Four friends, separated by a thousand miles, are reunited by amazing circumstances.
by Haylee Crecco and Jenni Maianu — Posted on Jan 15, 2014
Something was wrong. I could tell by the sound of her voice. “Jenni, what’s going on?” I asked.
Jenni and I had been good friends since we were little girls. Our families met at church here in Ohio and we went to the same middle school and high school, even college.
I married Ryan after graduation, and Jenni lived just down the street. When she met Octavian, we were thrilled. He fit right in with us.
Then Octavian landed a great teaching job out in Colorado. I was sad when they moved away. Jenni and I would talk on the phone, though, and she usually sounded so happy. What had changed?
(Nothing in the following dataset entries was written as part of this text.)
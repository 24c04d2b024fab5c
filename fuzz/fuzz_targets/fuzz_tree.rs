// SPDX-License-Identifier: MIT
// SPDX-FileCopyrightText: 2025 Jonathan D. A. Jewell <hyperpolymath>

#![no_main]

use libfuzzer_sys::fuzz_target;
use voiceline_organizer::tree::transform::{flatten, transform};
use voiceline_organizer::tree::CategoryTree;

fuzz_target!(|data: &[u8]| {
    let Ok(tree) = serde_json::from_slice::<CategoryTree>(data) else {
        return;
    };
    let before = flatten(&tree).len();
    let after = transform(tree.clone(), |entry| entry);
    assert_eq!(flatten(&after).len(), before);
    assert_eq!(
        serde_json::to_value(&after).ok(),
        serde_json::to_value(&tree).ok()
    );
});
fn run_config_command(config: AppConfig, action: ConfigCommands, config_path: &Path) -> Result<()> {
    match action {
        ConfigCommands::Show => {
            let json = serde_json::to_string_pretty(&config)?;
            println!("{}", json);
        }
        ConfigCommands::Generate { output, rules } => {
            let mut default_config = AppConfig::default();
            if let Some(rules_path) = &rules {
                let json = serde_json::to_string_pretty(&builtin_specs())?;
                std::fs::write(rules_path, json).map_err(|e| OrganizerError::io(rules_path, e))?;
                println!("Generated pattern rules at {:?}", rules_path);
                default_config.tables.pattern_rules = Some(rules_path.clone());
            }
            default_config.save(&output)?;
            println!("Generated config at {:?}", output);
            if let Some(key_path) = default_key_path() {
                println!("Put your transcription API key in {:?} or OPENAI_API_KEY", key_path);
            }
        }
        ConfigCommands::Validate => {
            config.validate()?;
            let classifier = Classifier::from_config(&config)?;
            println!("Configuration at {:?} is valid", config_path);
            println!("  Speakers: {}", classifier.speakers().len());
            println!(
                "  Pattern rules: {}",
                config
                    .tables
                    .pattern_rules
                    .as_ref()
                    .map(|p| p.display().to_string())
                    .unwrap_or_else(|| "built-in".to_string())
            );
            println!("  Transcription workers: {}", config.transcription.workers);
            if load_api_key(config.transcription.api_key_file.as_deref()).is_err() {
                warn!("No transcription API key found; `transcribe` will fail");
            }
        }
    }

    Ok(())
}
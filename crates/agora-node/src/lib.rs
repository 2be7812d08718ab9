//! A replicating message-mesh node
//!
//! One [`Node`] holds any number of topics. Each topic is an independent
//! conflict-free replicated set of envelopes: publishes link to the
//! current head set, peers exchange envelopes over the transport, and
//! missing causal parents are repaired by fetching them by id. All
//! mutation of one topic flows through a single actor task, which is the
//! topic's entire concurrency story.

mod node;
mod request_handler;
mod task;
mod topic_loop;

use std::marker::PhantomData;
use std::ops;
use std::sync::{Arc, Weak};

use agora_store::DbError;
use snafu::Snafu;

pub use self::node::{Clock, Node};
pub use self::task::missing_event_fetcher::{PeerPicker, RandomPeerPicker};

const LOG_TARGET: &str = "agora::node";

#[derive(Debug, Snafu)]
#[snafu(visibility(pub(crate)))]
pub enum InitError {
    #[snafu(display("Store initialization error"))]
    InitStore { source: DbError },
}
pub type InitResult<T> = std::result::Result<T, InitError>;

#[derive(Debug, Snafu)]
#[snafu(visibility(pub(crate)))]
pub enum TopicError {
    #[snafu(display("Empty topic name"))]
    InvalidTopic,
    #[snafu(display("Topic is shut down or faulted"))]
    TopicUnavailable,
    #[snafu(display("Store error"))]
    Store { source: DbError },
}
pub type TopicResult<T> = std::result::Result<T, TopicError>;

/// Weak handle to [`Node`]
///
/// Long-lived tasks hold one of these instead of a strong reference, so
/// that dropping the node shuts them down.
#[derive(Debug, Clone)]
pub struct NodeHandle(Weak<Node>);

impl NodeHandle {
    pub fn node_ref(&self) -> Option<NodeRef<'_>> {
        let node = self.0.upgrade()?;
        Some(NodeRef {
            node,
            r: PhantomData,
        })
    }
}

impl From<Weak<Node>> for NodeHandle {
    fn from(value: Weak<Node>) -> Self {
        Self(value)
    }
}

/// A strong reference to [`Node`]
///
/// It contains a phantom reference, to avoid attempts of
/// storing it anywhere.
pub struct NodeRef<'r> {
    pub(crate) node: Arc<Node>,
    pub(crate) r: PhantomData<&'r ()>,
}

impl ops::Deref for NodeRef<'_> {
    type Target = Node;

    fn deref(&self) -> &Self::Target {
        &self.node
    }
}
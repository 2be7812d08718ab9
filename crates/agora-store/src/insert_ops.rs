use std::collections::{BTreeSet, VecDeque};

use agora_core::event::VerifiedEvent;
use agora_core::{ShortEventId, TopicId};
use tracing::{debug, info, warn};

use crate::{
    Database, DbResult, EventRecord, EventsHeadsTableRecord, InsertEventOutcome, LOG_TARGET,
    PendingEventRecord, WriteTransactionCtx, events, events_by_time, events_heads, events_missing,
    events_pending, topics,
};

impl Database {
    /// Insert an envelope and schedule the observable side effects
    /// (commit stream, missing-topic wakeups) to fire once the
    /// transaction lands.
    pub(crate) fn insert_event_notifying_tx(
        &self,
        event: &VerifiedEvent,
        tx: &WriteTransactionCtx,
    ) -> DbResult<InsertEventOutcome> {
        let mut topics_table = tx.open_table(&topics::TABLE)?;
        let mut events_table = tx.open_table(&events::TABLE)?;
        let mut events_pending_table = tx.open_table(&events_pending::TABLE)?;
        let mut events_missing_table = tx.open_table(&events_missing::TABLE)?;
        let mut events_heads_table = tx.open_table(&events_heads::TABLE)?;
        let mut events_by_time_table = tx.open_table(&events_by_time::TABLE)?;

        let outcome = Database::insert_event_tx(
            event,
            self.next_reception_order(),
            &mut topics_table,
            &mut events_table,
            &mut events_pending_table,
            &mut events_missing_table,
            &mut events_heads_table,
            &mut events_by_time_table,
        )?;

        let topic = event.topic_id();
        match &outcome {
            InsertEventOutcome::AlreadyPresent => {}
            InsertEventOutcome::Committed { cascade } => {
                info!(target: LOG_TARGET,
                    event_id = %event.short_id(),
                    topic = %event.event.topic,
                    cascade_len = cascade.len(),
                    "New event committed"
                );
                let sender = self.new_commits_tx.clone();
                let cascade = cascade.clone();
                tx.on_commit(move || {
                    for committed in cascade {
                        let _ = sender.send((topic, committed));
                    }
                });
            }
            InsertEventOutcome::Pending { missing } => {
                debug!(target: LOG_TARGET,
                    event_id = %event.short_id(),
                    topic = %event.event.topic,
                    missing_len = missing.len(),
                    "Event pending on missing parents"
                );
                let missing_tx = self.topics_with_missing_tx.clone();
                tx.on_commit(move || {
                    missing_tx.send(topic);
                });
            }
        }

        Ok(outcome)
    }

    /// Insert an envelope and perform all DAG accounting.
    ///
    /// If every parent is committed, the envelope commits: it lands in
    /// `events` and the time index, the heads set is adjusted (named
    /// parents out, the new envelope in), and the missing-link index is
    /// walked to commit, iteratively, every formerly-pending envelope
    /// whose missing set just became empty.
    ///
    /// Otherwise the envelope is recorded as pending together with its
    /// missing parent set.
    ///
    /// Idempotent: an id that is already committed or pending is a no-op
    /// returning [`InsertEventOutcome::AlreadyPresent`].
    #[allow(clippy::too_many_arguments)]
    pub fn insert_event_tx(
        event: &VerifiedEvent,
        reception_order: u64,
        topics_table: &mut topics::Table,
        events_table: &mut events::Table,
        events_pending_table: &mut events_pending::Table,
        events_missing_table: &mut events_missing::Table,
        events_heads_table: &mut events_heads::Table,
        events_by_time_table: &mut events_by_time::Table,
    ) -> DbResult<InsertEventOutcome> {
        let topic = event.topic_id();
        let event_id = event.short_id();

        if events_table.get(&(topic, event_id))?.is_some()
            || events_pending_table.get(&(topic, event_id))?.is_some()
        {
            return Ok(InsertEventOutcome::AlreadyPresent);
        }

        topics_table.insert(&topic, &event.event.topic)?;

        let mut missing = BTreeSet::new();
        for parent in &event.event.parents {
            if events_table.get(&(topic, *parent))?.is_none() {
                missing.insert(*parent);
            }
        }

        if !missing.is_empty() {
            Self::evict_pending_overflow_tx(topic, events_pending_table, events_missing_table)?;

            for missing_parent in &missing {
                events_missing_table.insert(&(topic, *missing_parent, event_id), &())?;
            }
            events_pending_table.insert(
                &(topic, event_id),
                &PendingEventRecord {
                    event: event.event.clone(),
                    missing: missing.clone(),
                    order: reception_order,
                },
            )?;
            return Ok(InsertEventOutcome::Pending { missing });
        }

        // Commit, then keep committing every waiter the new envelope (or a
        // cascaded one) unblocks. Iterative on purpose: the cascade depth
        // is bounded by the pending set, not the stack.
        let mut cascade = vec![];
        let mut queue = VecDeque::from([(event_id, event.event.clone())]);

        while let Some((id, ev)) = queue.pop_front() {
            events_table.insert(&(topic, id), &EventRecord { event: ev.clone() })?;
            events_by_time_table.insert(&(topic, ev.timestamp, id), &())?;

            for parent in &ev.parents {
                events_heads_table.remove(&(topic, *parent))?;
            }
            events_heads_table.insert(&(topic, id), &EventsHeadsTableRecord)?;

            let waiters: Vec<ShortEventId> = events_missing_table
                .range((topic, id, ShortEventId::ZERO)..=(topic, id, ShortEventId::MAX))?
                .map(|res| res.map(|(k, _)| k.value().2))
                .collect::<Result<_, _>>()?;

            for waiter in waiters {
                events_missing_table.remove(&(topic, id, waiter))?;

                let Some(mut pending) = events_pending_table
                    .get(&(topic, waiter))?
                    .map(|g| g.value())
                else {
                    continue;
                };
                pending.missing.remove(&id);

                if pending.missing.is_empty() {
                    events_pending_table.remove(&(topic, waiter))?;
                    queue.push_back((waiter, pending.event));
                } else {
                    events_pending_table.insert(&(topic, waiter), &pending)?;
                }
            }

            cascade.push(ev);
        }

        Ok(InsertEventOutcome::Committed { cascade })
    }

    /// Keep the pending set under [`Database::MAX_PENDING_PER_TOPIC`] by
    /// dropping the oldest entry. A dropped envelope is re-fetchable the
    /// next time a successor names it.
    fn evict_pending_overflow_tx(
        topic: TopicId,
        events_pending_table: &mut events_pending::Table,
        events_missing_table: &mut events_missing::Table,
    ) -> DbResult<()> {
        let mut count = 0;
        let mut oldest: Option<(u64, ShortEventId, BTreeSet<ShortEventId>)> = None;

        for res in events_pending_table
            .range((topic, ShortEventId::ZERO)..=(topic, ShortEventId::MAX))?
        {
            let (k, v) = res?;
            let id = k.value().1;
            let record = v.value();
            count += 1;
            if oldest
                .as_ref()
                .is_none_or(|(order, _, _)| record.order < *order)
            {
                oldest = Some((record.order, id, record.missing));
            }
        }

        if Self::MAX_PENDING_PER_TOPIC <= count {
            if let Some((_, id, missing)) = oldest {
                warn!(target: LOG_TARGET,
                    event_id = %id,
                    topic = %topic,
                    "Pending set full, evicting oldest entry"
                );
                events_pending_table.remove(&(topic, id))?;
                for missing_parent in missing {
                    events_missing_table.remove(&(topic, missing_parent, id))?;
                }
            }
        }

        Ok(())
    }
}
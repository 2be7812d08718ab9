use std::time::Duration;

use super::*;

#[test_log::test(tokio::test(flavor = "multi_thread"))]
async fn delivers_to_all_subscribers() {
    let notifier = Notifier::new();

    let mut sub1 = notifier.subscribe(4);
    let mut sub2 = notifier.subscribe(4);

    notifier.trigger(1u32);

    assert_eq!(sub1.recv().await, Some(1));
    assert_eq!(sub2.recv().await, Some(1));
}

#[test_log::test(tokio::test(flavor = "multi_thread"))]
async fn stalled_subscriber_does_not_block_trigger() {
    let notifier = Notifier::new();

    // Never read, buffer of 1
    let _stalled = notifier.subscribe(1);
    let mut live = notifier.subscribe(4);

    // Must return promptly no matter how many values the stalled
    // subscriber is behind.
    let trigger = async {
        for i in 0..100u32 {
            notifier.trigger(i);
        }
    };
    tokio::time::timeout(Duration::from_secs(1), trigger)
        .await
        .expect("trigger must not block");

    // The live subscriber saw the head of the stream, then lost the rest
    // to its buffer.
    assert_eq!(live.recv().await, Some(0));
}

#[test_log::test(tokio::test(flavor = "multi_thread"))]
async fn cancel_is_idempotent_and_stops_delivery() {
    let notifier = Notifier::new();

    let mut sub = notifier.subscribe(4);
    notifier.trigger(1u32);
    assert_eq!(sub.recv().await, Some(1));

    sub.cancel();
    sub.cancel();
    assert_eq!(notifier.subscriber_count(), 0);

    notifier.trigger(2);
    assert_eq!(sub.recv().await, None);
}

#[test_log::test(tokio::test(flavor = "multi_thread"))]
async fn drop_cancels() {
    let notifier = Notifier::<u32>::new();

    let sub = notifier.subscribe(4);
    assert_eq!(notifier.subscriber_count(), 1);
    drop(sub);
    assert_eq!(notifier.subscriber_count(), 0);
}

#[test_log::test(tokio::test(flavor = "multi_thread"))]
async fn full_buffer_drops_only_for_that_subscriber() {
    let notifier = Notifier::new();

    let mut small = notifier.subscribe(1);
    let mut big = notifier.subscribe(8);

    notifier.trigger(1u32);
    notifier.trigger(2);
    notifier.trigger(3);

    assert_eq!(small.recv().await, Some(1));
    assert_eq!(small.try_recv().ok(), None);

    assert_eq!(big.recv().await, Some(1));
    assert_eq!(big.recv().await, Some(2));
    assert_eq!(big.recv().await, Some(3));
}
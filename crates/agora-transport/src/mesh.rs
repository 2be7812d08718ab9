//! In-process reference transport
//!
//! A [`Mesh`] is a registry of peers living in one process, wired
//! directly to each other's [`PeerEndpoint`]s. It exists for tests and
//! local simulation: broadcasts can be suspended per `(peer, topic)` to
//! stage partitions, and everything still goes through the [`wire`]
//! encoding so the codec is exercised end to end.

use std::collections::{BTreeMap, HashSet};
use std::sync::{Arc, Mutex};

use agora_core::ShortEventId;
use agora_core::event::{Event, VerifiedEvent};
use agora_util_error::FmtCompact as _;
use async_trait::async_trait;
use tracing::{debug, trace};

use crate::wire::{Frame, decode_frame, encode_frame};
use crate::{
    PeerEndpoint, PeerId, PeerUnavailableSnafu, TopicTransport, TransportResult,
    UnexpectedFrameSnafu, UnknownPeerSnafu,
};

const LOG_TARGET: &str = "agora::mesh";

#[derive(Default)]
struct MeshInner {
    peers: BTreeMap<PeerId, MeshPeer>,
    /// Broadcasts *to* these pairs are discarded
    suspended: HashSet<(PeerId, String)>,
}

#[derive(Default)]
struct MeshPeer {
    endpoint: Option<Arc<dyn PeerEndpoint>>,
    topics: HashSet<String>,
}

/// A registry of in-process peers
#[derive(Clone, Default)]
pub struct Mesh {
    inner: Arc<Mutex<MeshInner>>,
}

impl Mesh {
    pub fn new() -> Self {
        Self::default()
    }

    /// Create the transport handle a node uses to reach the mesh
    pub fn transport(&self, local: PeerId) -> Arc<MeshTransport> {
        self.lock().peers.entry(local).or_default();
        Arc::new(MeshTransport {
            mesh: self.clone(),
            local,
        })
    }

    /// Wire a peer's receiving side into the mesh
    pub fn attach(&self, peer: PeerId, endpoint: Arc<dyn PeerEndpoint>) {
        self.lock().peers.entry(peer).or_default().endpoint = Some(endpoint);
    }

    pub fn join_topic(&self, peer: PeerId, topic: &str) {
        self.lock()
            .peers
            .entry(peer)
            .or_default()
            .topics
            .insert(topic.to_owned());
    }

    /// Discard broadcasts addressed to `peer` on `topic` until resumed
    ///
    /// Fetches are unaffected, so sync repair keeps working; this stages
    /// exactly the partition the repair path exists to heal.
    pub fn suspend(&self, peer: PeerId, topic: &str) {
        debug!(target: LOG_TARGET, %peer, topic, "Suspending broadcast");
        self.lock().suspended.insert((peer, topic.to_owned()));
    }

    pub fn resume(&self, peer: PeerId, topic: &str) {
        debug!(target: LOG_TARGET, %peer, topic, "Resuming broadcast");
        self.lock().suspended.remove(&(peer, topic.to_owned()));
    }

    fn lock(&self) -> std::sync::MutexGuard<'_, MeshInner> {
        self.inner.lock().expect("Locking failed")
    }
}

/// One peer's view of a [`Mesh`]
pub struct MeshTransport {
    mesh: Mesh,
    local: PeerId,
}

#[async_trait]
impl TopicTransport for MeshTransport {
    async fn broadcast(&self, topic: &str, event: &VerifiedEvent) -> TransportResult<()> {
        let frame = encode_frame(&Frame::Event(event.event.clone()));

        let targets: Vec<(PeerId, Arc<dyn PeerEndpoint>)> = {
            let inner = self.mesh.lock();
            inner
                .peers
                .iter()
                .filter(|(peer, state)| {
                    **peer != self.local && state.topics.contains(topic)
                })
                .filter_map(|(peer, state)| {
                    if inner.suspended.contains(&(*peer, topic.to_owned())) {
                        trace!(target: LOG_TARGET, %peer, topic, "Broadcast suspended, discarding");
                        return None;
                    }
                    state.endpoint.clone().map(|endpoint| (*peer, endpoint))
                })
                .collect()
        };

        for (peer, endpoint) in targets {
            if let Err(err) = endpoint.deliver(frame.clone()).await {
                debug!(
                    target: LOG_TARGET,
                    %peer,
                    topic,
                    event_id = %event.short_id(),
                    err = %err.fmt_compact(),
                    "Failed to deliver broadcast"
                );
            }
        }

        Ok(())
    }

    async fn fetch_events(
        &self,
        peer: PeerId,
        topic: &str,
        event_ids: &[ShortEventId],
    ) -> TransportResult<Vec<Event>> {
        let endpoint = {
            let inner = self.mesh.lock();
            let state = inner.peers.get(&peer).ok_or_else(|| {
                UnknownPeerSnafu { peer }.build()
            })?;
            state
                .endpoint
                .clone()
                .ok_or_else(|| PeerUnavailableSnafu { peer }.build())?
        };

        let request = encode_frame(&Frame::Fetch {
            topic: topic.to_owned(),
            event_ids: event_ids.to_vec(),
        });

        let response = endpoint.serve_fetch(request).await?;
        match decode_frame(&response)? {
            Frame::Events(events) => Ok(events),
            _ => UnexpectedFrameSnafu.fail(),
        }
    }

    async fn peers(&self, topic: &str) -> Vec<PeerId> {
        let inner = self.mesh.lock();
        inner
            .peers
            .iter()
            .filter(|(peer, state)| {
                **peer != self.local
                    && state.topics.contains(topic)
                    && state.endpoint.is_some()
            })
            .map(|(peer, _)| *peer)
            .collect()
    }
}

#[cfg(test)]
mod tests {
    use std::sync::Mutex;

    use agora_core::Timestamp;
    use agora_core::event::VerifiedEvent;

    use super::*;

    /// Endpoint stub that records delivered frames and serves a canned
    /// fetch response.
    #[derive(Default)]
    struct RecordingEndpoint {
        delivered: Mutex<Vec<Frame>>,
        served: Mutex<Vec<Event>>,
    }

    #[async_trait]
    impl PeerEndpoint for RecordingEndpoint {
        async fn deliver(&self, frame: Vec<u8>) -> TransportResult<()> {
            self.delivered
                .lock()
                .expect("Locking failed")
                .push(decode_frame(&frame)?);
            Ok(())
        }

        async fn serve_fetch(&self, frame: Vec<u8>) -> TransportResult<Vec<u8>> {
            let Frame::Fetch { .. } = decode_frame(&frame)? else {
                return UnexpectedFrameSnafu.fail();
            };
            let events = self.served.lock().expect("Locking failed").clone();
            Ok(encode_frame(&Frame::Events(events)))
        }
    }

    fn test_event(payload: &[u8]) -> VerifiedEvent {
        VerifiedEvent::verify(
            Event::builder()
                .topic("t")
                .timestamp(Timestamp::from(1))
                .payload(payload.to_vec())
                .build(),
        )
        .expect("Valid event")
    }

    #[test_log::test(tokio::test(flavor = "multi_thread"))]
    async fn broadcast_reaches_topic_peers_only() {
        let mesh = Mesh::new();
        let transport = mesh.transport(PeerId(1));

        let on_topic = Arc::new(RecordingEndpoint::default());
        let off_topic = Arc::new(RecordingEndpoint::default());
        mesh.attach(PeerId(2), on_topic.clone());
        mesh.attach(PeerId(3), off_topic.clone());
        mesh.join_topic(PeerId(2), "t");
        mesh.join_topic(PeerId(3), "u");

        transport
            .broadcast("t", &test_event(b"hi"))
            .await
            .expect("Broadcast");

        assert_eq!(on_topic.delivered.lock().expect("Locking failed").len(), 1);
        assert!(off_topic.delivered.lock().expect("Locking failed").is_empty());
    }

    #[test_log::test(tokio::test(flavor = "multi_thread"))]
    async fn suspended_broadcasts_are_discarded() {
        let mesh = Mesh::new();
        let transport = mesh.transport(PeerId(1));

        let endpoint = Arc::new(RecordingEndpoint::default());
        mesh.attach(PeerId(2), endpoint.clone());
        mesh.join_topic(PeerId(2), "t");

        mesh.suspend(PeerId(2), "t");
        transport
            .broadcast("t", &test_event(b"lost"))
            .await
            .expect("Broadcast");
        assert!(endpoint.delivered.lock().expect("Locking failed").is_empty());

        mesh.resume(PeerId(2), "t");
        transport
            .broadcast("t", &test_event(b"heard"))
            .await
            .expect("Broadcast");
        assert_eq!(endpoint.delivered.lock().expect("Locking failed").len(), 1);
    }

    #[test_log::test(tokio::test(flavor = "multi_thread"))]
    async fn fetch_roundtrips_through_the_wire_format() {
        let mesh = Mesh::new();
        let transport = mesh.transport(PeerId(1));

        let endpoint = Arc::new(RecordingEndpoint::default());
        let event = test_event(b"stored");
        endpoint
            .served
            .lock()
            .expect("Locking failed")
            .push(event.event.clone());
        mesh.attach(PeerId(2), endpoint);
        mesh.join_topic(PeerId(2), "t");

        let events = transport
            .fetch_events(PeerId(2), "t", &[event.short_id()])
            .await
            .expect("Fetch");
        assert_eq!(events, vec![event.event]);

        assert!(
            transport
                .fetch_events(PeerId(9), "t", &[])
                .await
                .is_err()
        );
    }
}
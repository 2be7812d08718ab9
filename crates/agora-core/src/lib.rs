pub mod bincode;
pub mod event;

#[macro_export]
macro_rules! define_array_type {
    (
        $(#[$outer:meta])*
        struct $t:tt, $n:literal
    ) => {
        $(#[$outer])*
        #[derive(::serde::Serialize, ::serde::Deserialize)]
        #[derive(::bincode::Encode, ::bincode::Decode)]
        #[derive(Copy, Clone, Hash, Debug)]
        pub struct $t([u8; $n]);

        impl $t {
            pub fn as_slice(&self) -> &[u8] {
                self.0.as_slice()
            }
        }
    }
}

#[macro_export]
macro_rules! define_array_type_public {
    (
        $(#[$outer:meta])*
        struct $t:tt, $n:literal
    ) => {
        $crate::define_array_type!(
            #[derive(PartialOrd, Ord, PartialEq, Eq)]
            $(#[$outer])*
            struct $t, $n
        );
    };
}

macro_rules! impl_base32_str {
    (
        $t:tt
    ) => {
        impl std::fmt::Display for $t {
            fn fmt(&self, f: &mut std::fmt::Formatter<'_>) -> std::fmt::Result {
                data_encoding::BASE32_NOPAD.encode_write(self.as_slice(), f)
            }
        }

        impl std::str::FromStr for $t {
            type Err = data_encoding::DecodeError;

            fn from_str(s: &str) -> Result<$t, Self::Err> {
                let v = data_encoding::BASE32_NOPAD.decode(s.as_bytes())?;
                let a = v.try_into().map_err(|_| data_encoding::DecodeError {
                    position: 0,
                    kind: data_encoding::DecodeKind::Length,
                })?;
                Ok(Self(a))
            }
        }
    };
}

#[macro_export]
macro_rules! impl_zero_max {
    ($name:tt, $n:literal) => {
        impl $name {
            pub const ZERO: Self = Self([0; $n]);
            pub const MAX: Self = Self([0xff; $n]);
        }
    };
}

define_array_type_public!(
    /// Content id of an [`event::Event`]: blake3 over the canonical
    /// encoding of the envelope's immutable fields.
    struct EventId, 32
);
impl_base32_str!(EventId);
impl_zero_max!(EventId, 32);

impl From<blake3::Hash> for EventId {
    fn from(value: blake3::Hash) -> Self {
        Self(value.as_bytes()[..32].try_into().expect("Must be 32 bytes"))
    }
}

impl From<EventId> for [u8; 32] {
    fn from(value: EventId) -> Self {
        value.0
    }
}

define_array_type_public!(
    /// [`ShortEventId`] is short (16B) because it is always used in the
    /// context of a known topic, where grinding collisions gains an
    /// attacker nothing they could not get by publishing normally.
    ///
    /// One might think of a `FullEventId` = `(TopicId, EventId)`, where
    /// the topic is passed separately or known from the context.
    struct ShortEventId, 16
);
impl_base32_str!(ShortEventId);
impl_zero_max!(ShortEventId, 16);

impl Default for ShortEventId {
    fn default() -> Self {
        Self::ZERO
    }
}

impl From<EventId> for ShortEventId {
    fn from(value: EventId) -> Self {
        Self(value.0[..16].try_into().expect("Must be 16 bytes"))
    }
}

impl From<ShortEventId> for [u8; 16] {
    fn from(value: ShortEventId) -> Self {
        value.0
    }
}

define_array_type_public!(
    /// Fixed-size table-key form of a topic name (16B of blake3)
    ///
    /// The human-readable name travels inside the envelope; this is what
    /// indices and channels key on.
    struct TopicId, 16
);
impl_base32_str!(TopicId);
impl_zero_max!(TopicId, 16);

impl TopicId {
    pub fn from_name(name: &str) -> Self {
        let hash = blake3::hash(name.as_bytes());
        Self(hash.as_bytes()[..16].try_into().expect("Must be 16 bytes"))
    }
}

/// Caller-supplied envelope timestamp, microseconds
///
/// The core has no clock authority: ordering stability across replicas
/// depends on publishers supplying deterministic values.
#[derive(::serde::Serialize, ::serde::Deserialize)]
#[derive(::bincode::Encode, ::bincode::Decode)]
#[derive(Debug, Clone, Copy, PartialEq, Eq, PartialOrd, Ord, Hash, Default)]
pub struct Timestamp(u64);

impl Timestamp {
    pub const ZERO: Self = Self(0);
    pub const MAX: Self = Self(u64::MAX);

    pub fn as_micros(self) -> u64 {
        self.0
    }
}

impl From<u64> for Timestamp {
    fn from(value: u64) -> Self {
        Self(value)
    }
}

impl From<Timestamp> for u64 {
    fn from(value: Timestamp) -> Self {
        value.0
    }
}

impl std::fmt::Display for Timestamp {
    fn fmt(&self, f: &mut std::fmt::Formatter<'_>) -> std::fmt::Result {
        self.0.fmt(f)
    }
}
“Octavian lost his job,” Jenni said, sighing. It was January 2011. There was no way Octavian could find another teaching job so late in the school year. Ryan and I knew what we had to do. But would our friends go for it?
For once I couldn’t speak. I’m usually the impulsive one, but this...was Haylee crazy?
“We have the bedroom in the basement,” she said. “Move in with us. Just till Octavian finds another job.”
I told her I’d think about it. But I knew it was impossible. We had two kids. They had three. There was no way nine people could live comfortably in a 2,000-square-foot house. We’d just have to tough it out in Colorado.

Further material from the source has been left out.